Daniel Zhao Profile picture
Lead Economist & Senior Manager on @Glassdoor's Economic Research team. Maryland born and raised.

Jul 6, 2022, 9 tweets

U.S. job openings dropped to 11.3 million in May, showing signs of cooling even though demand still remains well above pre-recession levels. Even if the job market is cooling from white hot to red hot, it's still hot.

#JOLTS 1/

The drop in job openings was primarily driven by professional & business services (-325,000) and #manufacturing (-208,000). Prof & biz services openings dropped 14% MoM as hiring freezes crimped demand & pushed it back to late-2021 levels.

#JOLTS 2/

Manufacturing job openings dropped by 208,000 or 20% MoM in May, though labor demand in manufacturing has been more volatile, so May is still roughly consistent with levels we've seen for much of 2021–2022.

#JOLTS 3/

The increase in #retail job openings (+104,000) in May is also not really consistent w/ stories of rotating demand from goods to services. Leisure & hospitality (+73,000) also saw an increase in job openings, suggesting consumer spending remains strong.

#JOLTS 4/

Chair Powell's oft-cited unemployed-vacancy ratio ticked up in May, rising to 0.529 from its low of 0.502 in March, as unemployment stayed level but openings began to cool.

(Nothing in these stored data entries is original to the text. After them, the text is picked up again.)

use serde::{Deserialize, Serialize};
use std::fmt;

/// How the payout wallet key is provided.
#[derive(Serialize, Deserialize, Debug, Clone, Copy, PartialEq, Eq, Default)]
pub enum WalletMode {
    #[default]
    #[serde(rename = "local-private-key", alias = "local_private_key")]
    LocalPrivateKey,
    #[serde(rename = "remote-signer", alias = "remote_signer")]
    RemoteSigner,
}

/// Classification of a payout row.
#[derive(Serialize, Deserialize, Debug, Clone, Copy, PartialEq, Eq)]
pub enum PayoutKind {
    #[serde(rename = "delegator reward")]
    DelegatorReward,
    #[serde(rename = "baker reward")]
    BakerReward,
    #[serde(rename = "donation")]
    Donation,
    #[serde(rename = "fee income")]
    FeeIncome,
    #[serde(rename = "invalid")]
    Invalid,
}

impl fmt::Display for PayoutKind {
    fn fmt(&self, f: &mut fmt::Formatter<'_>) -> fmt::Result {
        let s = match self {
            PayoutKind::DelegatorReward => "delegator reward",
            PayoutKind::BakerReward => "baker reward",
            PayoutKind::Donation => "donation",
            PayoutKind::FeeIncome => "fee income",
            PayoutKind::Invalid => "invalid",
        };
        f.write_str(s)
    }
}

/// On-chain representation of a payout transfer.
#[derive(Serialize, Deserialize, Debug, Clone, Copy, PartialEq, Eq, Hash, Default)]
pub enum TxKind {
    #[default]
    #[serde(rename = "tez")]
    Tez,
    #[serde(rename = "fa12")]
    Fa12,
    #[serde(rename = "fa2")]
    Fa2,
}

impl TxKind {
    pub fn is_fa(&self) -> bool {
        matches!(self, TxKind::Fa12 | TxKind::Fa2)
    }

    /// Packing priority: plain transfers first, then FA transfers.
    pub fn priority(&self) -> u8 {
        match self {
            TxKind::Tez => 0,
            TxKind::Fa12 => 1,
            TxKind::Fa2 => 2,
        }
    }
}

impl fmt::Display for TxKind {
    fn fmt(&self, f: &mut fmt::Formatter<'_>) -> fmt::Result {
        let s = match self {
            TxKind::Tez => "tez",
            TxKind::Fa12 => "fa12",
            TxKind::Fa2 => "fa2",
        };
        f.write_str(s)
    }
}

/// Why a candidate was excluded from the payout set.
/// `FailedBatchEstimate` is an intermediate marker used while bisecting a
/// failed batch simulation; it never survives into final recipes.
#[derive(Serialize, Deserialize, Debug, Clone, Copy, PartialEq, Eq)]
pub enum InvalidReason {
    #[serde(rename = "DELEGATOR_EMPTIED")]
    Emptied,
    #[serde(rename = "DELEGATOR_IGNORED")]
    Ignored,
    #[serde(rename = "DELEGATOR_LOW_BALANCE")]
    LowBalance,
    #[serde(rename = "PAYOUT_BELOW_MINIMUM")]
    BelowMinimum,
    #[serde(rename = "PAYOUT_ZERO")]
    Zero,
    #[serde(rename = "PAYOUT_INVALID_RECIPIENT")]
    InvalidRecipient,
    #[serde(rename = "PAYOUT_KT_IGNORED")]
    KtIgnored,
    #[serde(rename = "RECIPIENT_TARGETS_PAYOUT")]
    TargetsPayout,
    #[serde(rename = "FAILED_TO_ESTIMATE_TX_COSTS")]
    FailedEstimate,
    #[serde(rename = "FAILED_TO_ESTIMATE_BATCH")]
    FailedBatchEstimate,
}

impl fmt::Display for InvalidReason {
    fn fmt(&self, f: &mut fmt::Formatter<'_>) -> fmt::Result {
        let s = match self {
            InvalidReason::Emptied => "DELEGATOR_EMPTIED",
            InvalidReason::Ignored => "DELEGATOR_IGNORED",
            InvalidReason::LowBalance => "DELEGATOR_LOW_BALANCE",
            InvalidReason::BelowMinimum => "PAYOUT_BELOW_MINIMUM",
            InvalidReason::Zero => "PAYOUT_ZERO",
            InvalidReason::InvalidRecipient => "PAYOUT_INVALID_RECIPIENT",
            InvalidReason::KtIgnored => "PAYOUT_KT_IGNORED",
            InvalidReason::TargetsPayout => "RECIPIENT_TARGETS_PAYOUT",
            InvalidReason::FailedEstimate => "FAILED_TO_ESTIMATE_TX_COSTS",
            InvalidReason::FailedBatchEstimate => "FAILED_TO_ESTIMATE_BATCH",
        };
        f.write_str(s)
    }
}

/// Where rewards of delegators below the minimum balance go.
#[derive(Serialize, Deserialize, Debug, Clone, Copy, PartialEq, Eq, Default)]
pub enum RewardDestination {
    #[default]
    #[serde(rename = "none")]
    None,
    #[serde(rename = "everyone")]
    Everyone,
}

// ─────────────────────────────────────────────────────────────────
// Extension hook enums
// ─────────────────────────────────────────────────────────────────

#[derive(Serialize, Deserialize, Debug, Clone, Copy, PartialEq, Eq, Default)]
pub enum ExtensionRpcKind {
    #[default]
    #[serde(rename = "stdio")]
    Stdio,
    #[serde(rename = "tcp")]
    Tcp,
    #[serde(rename = "http")]
    Http,
    #[serde(rename = "ws")]
    Ws,
}

#[derive(Serialize, Deserialize, Debug, Clone, Copy, PartialEq, Eq)]
pub enum HookMode {
    #[serde(rename = "ro")]
    ReadOnly,
    #[serde(rename = "rw")]
    ReadWrite,
}

#[derive(Serialize, Deserialize, Debug, Clone, Copy, PartialEq, Eq, Hash)]
pub enum Hook {
    #[serde(rename = "all")]
    All,
    #[serde(rename = "test-notify")]
    TestNotify,
    #[serde(rename = "test-request")]
    TestRequest,
    /// Can adjust the generated candidate list (inject, remove, mutate).
    #[serde(rename = "after_candidate_generated")]
    AfterCandidateGenerated,
    /// Can adjust the bonded candidate list.
    #[serde(rename = "after_bonds_distributed")]
    AfterBondsDistributed,
    /// Can run additional balance logic and optionally skip the built-in check.
    #[serde(rename = "check_balance")]
    CheckBalance,
    /// Can adjust fees to be collected by the baker.
    #[serde(rename = "on_fees_collection")]
    OnFeesCollection,
    #[serde(rename = "after_payouts_blueprint_generated")]
    AfterPayoutsBlueprintGenerated,
}

impl Hook {
    pub fn method(&self) -> &'static str {
        match self {
            Hook::All => "all",
            Hook::TestNotify => "test-notify",
            Hook::TestRequest => "test-request",
            Hook::AfterCandidateGenerated => "after_candidate_generated",
            Hook::AfterBondsDistributed => "after_bonds_distributed",
            Hook::CheckBalance => "check_balance",
            Hook::OnFeesCollection => "on_fees_collection",
            Hook::AfterPayoutsBlueprintGenerated => "after_payouts_blueprint_generated",
        }
    }
}

impl fmt::Display for Hook {
    fn fmt(&self, f: &mut fmt::Formatter<'_>) -> fmt::Result {
        f.write_str(self.method())
    }
}

#[derive(Serialize, Deserialize, Debug, Clone, Copy, PartialEq, Eq, Default)]
pub enum ExtensionErrorAction {
    #[serde(rename = "continue")]
    Continue,
    #[default]
    #[serde(rename = "stop")]
    Stop,
}

#[derive(Serialize, Deserialize, Debug, Clone, Copy, PartialEq, Eq, Default)]
pub enum ExtensionLifespan {
    /// Closed when the outermost pipeline invocation completes.
    #[default]
    #[serde(rename = "scoped")]
    Scoped,
    /// Closed after each hook invocation.
    #[serde(rename = "transient")]
    Transient,
}

#[cfg(test)]
mod tests {
    use super::*;

    #[test]
    fn test_invalid_reason_wire_names() {
        let json = serde_json::to_string(&InvalidReason::LowBalance).unwrap();
        assert_eq!(json, "\"DELEGATOR_LOW_BALANCE\"");
        let parsed: InvalidReason = serde_json::from_str("\"FAILED_TO_ESTIMATE_BATCH\"").unwrap();
        assert_eq!(parsed, InvalidReason::FailedBatchEstimate);
    }

    #[test]
    fn test_wallet_mode_aliases() {
        let a: WalletMode = serde_json::from_str("\"local-private-key\"").unwrap();
        let b: WalletMode = serde_json::from_str("\"local_private_key\"").unwrap();
        assert_eq!(a, b);
    }

    #[test]
    fn test_hook_method_names() {
        assert_eq!(Hook::CheckBalance.method(), "check_balance");
        assert_eq!(Hook::All.method(), "all");
        assert_eq!(
            serde_json::to_string(&Hook::AfterCandidateGenerated).unwrap(),
            "\"after_candidate_generated\""
        );
    }

    #[test]
    fn test_tx_kind_priority_order() {
        assert!(TxKind::Tez.priority() < TxKind::Fa12.priority());
        assert!(TxKind::Fa12.priority() < TxKind::Fa2.priority());
        assert!(TxKind::Fa2.is_fa() && TxKind::Fa12.is_fa() && !TxKind::Tez.is_fa());
    }
}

Flipped, that's about ~1.9 job openings per unemployed worker down from ~2.0.

#JOLTS 5/

Quits cooled as well in May, falling to 4.27 million. Though like job openings, quits are still not far from record highs. Quits rose the most in leisure & hospitality (+54,000) and fell the most in financial activities (-55,000).

#JOLTS 6/

Layoffs & discharges ticked up in May, but remain near record lows. Layoffs didn't increase much in information (+1,000), financial activities (+10,000), professional & business services (+6,000)—all sectors where we've heard prominent stories of layoffs recently.

#JOLTS 7/

Quits & openings both fell in May, though they stayed firmly elevated. May is solidly in the cluster of dots in the top-right of the graph below, indicating the Great Resignation is still going on even as the labor market begins to cool.

#JOLTS 8/

All-in-all, the #JOLTS report indicates the labor market was still hot at the end of May. Recession fears did pick up in June, so it remains to be seen how labor demand holds up, but overall a positive sign for solid job gains in Fri's #jobsreport.